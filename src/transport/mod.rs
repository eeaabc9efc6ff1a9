pub mod tcp;
pub mod traits;

pub use tcp::TcpProducer;
pub use traits::CommandProducer;
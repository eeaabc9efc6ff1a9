//! Device command dispatch
//!
//! Turns "invoke function F on device or group D" into a correlated exchange
//! over an asynchronous command/response transport, with deduplicated batches
//! and coalesced last-value lookups.

pub mod command;
pub mod config;
pub mod error;
pub mod marshal;
pub mod metadata;
pub mod timeseries;
pub mod transport;

#[cfg(test)]
mod testing;

pub use command::{
    BatchResultElement, CommandMessage, CommandService, CorrelationRegister, DeviceCommandRequest,
    GroupCommandRequest,
};
pub use config::DispatchConfig;
pub use error::{CommandError, CommandResponse};
//! Fixtures and fakes shared by the unit tests

use crate::command::{CommandService, CorrelationRegister, ResponseHandler};
use crate::config::DispatchConfig;
use crate::marshal::{JsonMarshaller, Segments};
use crate::metadata::*;
use crate::timeseries::{QueryRequest, QueryResponse, TimeSeries};
use crate::transport::CommandProducer;
use anyhow::{bail, Result};
use async_trait::async_trait;
use device_command_shared::{Envelope, TaskRequest};
use serde_json::{json, Value};
use std::collections::HashMap;
use std::sync::atomic::{AtomicUsize, Ordering};
use std::sync::{Arc, Mutex};

pub const CELSIUS: &str = "urn:char:celsius";
pub const TEMPERATURE: &str = "urn:concept:temperature";
pub const SET_TEMPERATURE: &str = "urn:fn:set-temperature";
pub const GET_TEMPERATURE: &str = "urn:fn:get-temperature";
pub const SET_SERVICE: &str = "svc-set";
pub const EVENT_SERVICE: &str = "svc-event";
pub const GET_SERVICE: &str = "svc-get";
pub const GROUP: &str = "g1";
pub const AIR: &str = "urn:aspect:air";
pub const THERMOSTAT_CLASS: &str = "urn:class:thermostat";

fn variable(name: &str, characteristic: &str, subs: Vec<ContentVariable>) -> ContentVariable {
    ContentVariable {
        id: format!("var-{}", name),
        name: name.into(),
        characteristic_id: characteristic.into(),
        function_id: String::new(),
        aspect_id: String::new(),
        sub_content_variables: subs,
        value: None,
    }
}

fn content(variable: ContentVariable) -> Content {
    Content {
        id: format!("content-{}", variable.name),
        content_variable: variable,
        serialization: "json".into(),
        protocol_segment_id: "seg-data".into(),
    }
}

fn temperature_output() -> Content {
    content(variable(
        "payload",
        "",
        vec![variable("level", CELSIUS, vec![]), variable("unit", "", vec![])],
    ))
}

fn base_service(id: &str, interaction: Interaction, function: &str) -> Service {
    Service {
        id: id.into(),
        local_id: format!("{}-local", id),
        name: id.into(),
        protocol_id: "p1".into(),
        interaction,
        function_ids: vec![function.into()],
        aspect_ids: vec![AIR.into()],
        inputs: Vec::new(),
        outputs: Vec::new(),
    }
}

pub fn protocol() -> Protocol {
    Protocol {
        id: "p1".into(),
        name: "standard".into(),
        handler: "connector".into(),
        protocol_segments: vec![
            ProtocolSegment {
                id: "seg-data".into(),
                name: "data".into(),
            },
            ProtocolSegment {
                id: "seg-meta".into(),
                name: "metadata".into(),
            },
        ],
    }
}

/// Takes a temperature setpoint in the "data" segment
pub fn controlling_service() -> Service {
    Service {
        inputs: vec![content(variable("value", CELSIUS, vec![]))],
        ..base_service(SET_SERVICE, Interaction::Request, SET_TEMPERATURE)
    }
}

/// Publishes temperature events; answered from the time-series store
pub fn event_service() -> Service {
    Service {
        outputs: vec![temperature_output()],
        ..base_service(EVENT_SERVICE, Interaction::Event, GET_TEMPERATURE)
    }
}

/// Reports the temperature on request
pub fn request_measuring_service() -> Service {
    Service {
        outputs: vec![temperature_output()],
        ..base_service(GET_SERVICE, Interaction::Request, GET_TEMPERATURE)
    }
}

pub fn metadata_document() -> MetadataDocument {
    let device = |id: &str| Device {
        id: id.into(),
        local_id: format!("{}-local", id),
        name: id.into(),
        device_type_id: "t-thermostat".into(),
    };

    MetadataDocument {
        devices: vec![device("d1"), device("d2"), device("d3")],
        device_types: vec![DeviceType {
            id: "t-thermostat".into(),
            name: "thermostat".into(),
            device_class_id: THERMOSTAT_CLASS.into(),
            services: vec![controlling_service(), event_service(), request_measuring_service()],
        }],
        functions: vec![
            Function {
                id: SET_TEMPERATURE.into(),
                name: "set temperature".into(),
                kind: FunctionKind::Controlling,
                concept_id: TEMPERATURE.into(),
            },
            Function {
                id: GET_TEMPERATURE.into(),
                name: "get temperature".into(),
                kind: FunctionKind::Measuring,
                concept_id: TEMPERATURE.into(),
            },
        ],
        concepts: vec![Concept {
            id: TEMPERATURE.into(),
            name: "temperature".into(),
            base_characteristic_id: CELSIUS.into(),
            characteristic_ids: vec![CELSIUS.into()],
        }],
        protocols: vec![protocol()],
        device_groups: vec![DeviceGroup {
            id: GROUP.into(),
            name: "living room".into(),
            device_ids: vec!["d1".into(), "d2".into(), "d3".into()],
        }],
        aspect_nodes: vec![AspectNode {
            id: AIR.into(),
            name: "air".into(),
            descendent_ids: Vec::new(),
        }],
    }
}

/// Command service over the fixture metadata and the given fakes
pub fn service(producer: Arc<MockProducer>, timeseries: Arc<CountingTimeSeries>) -> CommandService {
    service_with(metadata_document(), producer, timeseries)
}

/// Command service over `document` and the given fakes
pub fn service_with(
    document: MetadataDocument,
    producer: Arc<MockProducer>,
    timeseries: Arc<CountingTimeSeries>,
) -> CommandService {
    let repository = StaticRepository::new(document).expect("fixture metadata is consistent");
    let service = CommandService::new(
        DispatchConfig::default(),
        Arc::new(repository),
        Arc::new(JsonMarshaller),
        timeseries,
        producer.clone(),
        Arc::new(CorrelationRegister::default()),
    );
    producer.attach(service.response_handler());
    service
}

/// How the fake connector answers a command
pub enum Reply {
    Output(Segments),
    Error(String),
    Silent,
}

type ReplyFn = Box<dyn Fn(&TaskRequest) -> Reply + Send + Sync>;

/// Producer that records commands and answers them through the response handler
pub struct MockProducer {
    reply: ReplyFn,
    fail_send: bool,
    handler: Mutex<Option<ResponseHandler>>,
    sent: Mutex<Vec<TaskRequest>>,
}

impl MockProducer {
    pub fn replying(reply: impl Fn(&TaskRequest) -> Reply + Send + Sync + 'static) -> Self {
        Self {
            reply: Box::new(reply),
            fail_send: false,
            handler: Mutex::new(None),
            sent: Mutex::new(Vec::new()),
        }
    }

    pub fn failing_send() -> Self {
        Self {
            fail_send: true,
            ..Self::replying(|_| Reply::Silent)
        }
    }

    pub fn attach(&self, handler: ResponseHandler) {
        *self.handler.lock().unwrap() = Some(handler);
    }

    pub fn sent(&self) -> Vec<TaskRequest> {
        self.sent.lock().unwrap().clone()
    }
}

#[async_trait]
impl CommandProducer for MockProducer {
    async fn send_command(&self, envelope: Envelope) -> Result<()> {
        let Some(device_command_shared::envelope::Payload::Command(request)) = envelope.payload else {
            bail!("not a command");
        };
        self.sent.lock().unwrap().push(request.clone());
        if self.fail_send {
            bail!("broker unavailable");
        }

        let handler = self.handler.lock().unwrap().clone().expect("handler attached");
        let reply = match (self.reply)(&request) {
            Reply::Output(output) => Envelope::response("mock", request, output),
            Reply::Error(message) => Envelope::error("mock", &request.correlation_id, message),
            Reply::Silent => return Ok(()),
        };
        tokio::spawn(async move { handler.handle(reply).await });
        Ok(())
    }

    fn name(&self) -> &'static str {
        "mock"
    }
}

/// Time-series fake counting queries
///
/// Columns without a configured value answer `"device/service/column"`.
#[derive(Default)]
pub struct CountingTimeSeries {
    values: HashMap<String, Value>,
    truncate_to: Option<usize>,
    fail: bool,
    calls: AtomicUsize,
    last_request_len: AtomicUsize,
}

impl CountingTimeSeries {
    pub fn echo() -> Self {
        Self::default()
    }

    pub fn with_values<'a>(values: impl IntoIterator<Item = (&'a str, Value)>) -> Self {
        Self {
            values: values.into_iter().map(|(k, v)| (k.to_string(), v)).collect(),
            ..Self::default()
        }
    }

    pub fn failing() -> Self {
        Self {
            fail: true,
            ..Self::default()
        }
    }

    /// Answer with at most `n` rows
    pub fn truncated(self, n: usize) -> Self {
        Self {
            truncate_to: Some(n),
            ..self
        }
    }

    pub fn calls(&self) -> usize {
        self.calls.load(Ordering::SeqCst)
    }

    pub fn last_request_len(&self) -> usize {
        self.last_request_len.load(Ordering::SeqCst)
    }
}

#[async_trait]
impl TimeSeries for CountingTimeSeries {
    async fn query(&self, _token: &str, requests: &[QueryRequest]) -> Result<Vec<QueryResponse>> {
        self.calls.fetch_add(1, Ordering::SeqCst);
        self.last_request_len.store(requests.len(), Ordering::SeqCst);
        if self.fail {
            bail!("store unavailable");
        }

        let mut rows: Vec<QueryResponse> = requests
            .iter()
            .map(|r| {
                let key = format!("{}/{}/{}", r.device_id, r.service_id, r.column);
                let value = self.values.get(&key).cloned().unwrap_or_else(|| json!(key));
                QueryResponse {
                    time: Some("2026-01-01T00:00:00Z".into()),
                    value,
                }
            })
            .collect();
        if let Some(n) = self.truncate_to {
            rows.truncate(n);
        }
        Ok(rows)
    }
}
//! CLI module
//!
//! Command-line interface for inspecting Authorization header values.
//!
//! # Commands
//!
//! - `parse` - Parse header values from arguments, a file or stdin
//! - `schemes` - List recognized scheme tokens

mod commands;
mod logging;
mod runner;

pub use commands::{Cli, Commands, OutputFormat};
pub use logging::log_filter;
pub use runner::{Report, Runner};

########################################

YOUR GOAL: Show the lines from the data above that contain the string "fakes".

TASK ANSWER:
//! Fixtures and fakes shared by the unit tests
/// Command service over the fixture metadata and the given fakes
/// Command service over `document` and the given fakes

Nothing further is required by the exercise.